Submitted as: research article 03 Dec 2019

Submitted as: research article | 03 Dec 2019

Review status
This discussion paper is a preprint. It is a manuscript under review for the journal The Cryosphere (TC).

New observations of the distribution, morphology, and dissolution dynamics of cryogenic gypsum in the Arctic Ocean

Jutta E. Wollenburg1, Morten Iversen1,2, Christian Katlein1, Thomas Krumpen1, Marcel Nicolaus1, Giulia Castellani1, Ilka Peeken1, and Hauke Flores1 Jutta E. Wollenburg et al.
  • 1Alfred-Wegener-Institut Helmholtz-Zentrum für Polar-und Meeresforschung, 27570, Bremerhaven, Germany
  • 2MARUM and University of Bremen, 27359, Bremen, Germany

Abstract. To date observations on a single location indicate that cryogenic gypsum (Ca[SO4]·2H2O) may constitute an efficient but hitherto overlooked ballasting mineral enhancing the efficiency of the biological carbon pump in the Arctic Ocean.
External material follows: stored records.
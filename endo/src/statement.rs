use std::ops::Range;

/// One semicolon-delimited unit of program text.
#[derive(Debug, Clone, PartialEq, Eq)]
pub struct Statement {
    /// The statement text with surrounding whitespace removed.
    pub text: String,
    /// Byte span of `text` within the original source.
    pub span: Range<usize>,
}

/// Split source text on `;` into trimmed, non-empty statements.
///
/// Semicolons are not protected by quotes: `print("a;b")` yields two
/// statements, neither of which classifies.
pub fn split_statements(source: &str) -> Vec<Statement> {
    let mut statements = Vec::new();
    let mut offset = 0;

    for segment in source.split(';') {
        let leading = segment.len() - segment.trim_start().len();
        let text = segment.trim();
        if !text.is_empty() {
            let start = offset + leading;
            statements.push(Statement {
                text: text.to_string(),
                span: start..start + text.len(),
            });
        }
        // Skip the segment and the separator that ended it.
        offset += segment.len() + 1;
    }

    statements
}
In June–July 2017 we sampled cryogenic gypsum under pack-ice in the Nansen Basin north of Svalbard using a plankton net mounted on a Remotely Operated Vehicle (ROVnet). Cryogenic gypsum crystals were present at all sampled stations, which suggested a persisting cryogenic gypsum release from melting sea ice throughout the investigated area. This was supported by a sea ice backtracking model that indicated that gypsum release was not related to a specific region of sea ice formation. The observed cryogenic gypsum crystals exhibited a large variability in morphology and size, with the largest crystals exceeding a length of 1 cm. Preservation, temperature and pressure laboratory studies revealed that gypsum dissolution rates accelerated with increasing temperature and pressure, ranging from 6 % d−1 by mass in Polar Surface Water (-0.5 °C) to 81 % d−1 by mass in Atlantic Water (2.5 °C at 65 bar). When testing the preservation of gypsum in Formaldehyde-fixed samples we observed immediate dissolution. Dissolution at warmer temperatures and through inappropriate preservation media may thus explain why cryogenic gypsum was not observed in scientific samples previously. Direct measurements of gypsum crystal sinking velocities ranged between 200 and 7000 m d−1 indicated that gypsum-loaded marine aggregates could rapidly sink from the surface to abyssal depths, supporting the hypothesised potential as a ballasting mineral in the Arctic Ocean.

Jutta E. Wollenburg et al.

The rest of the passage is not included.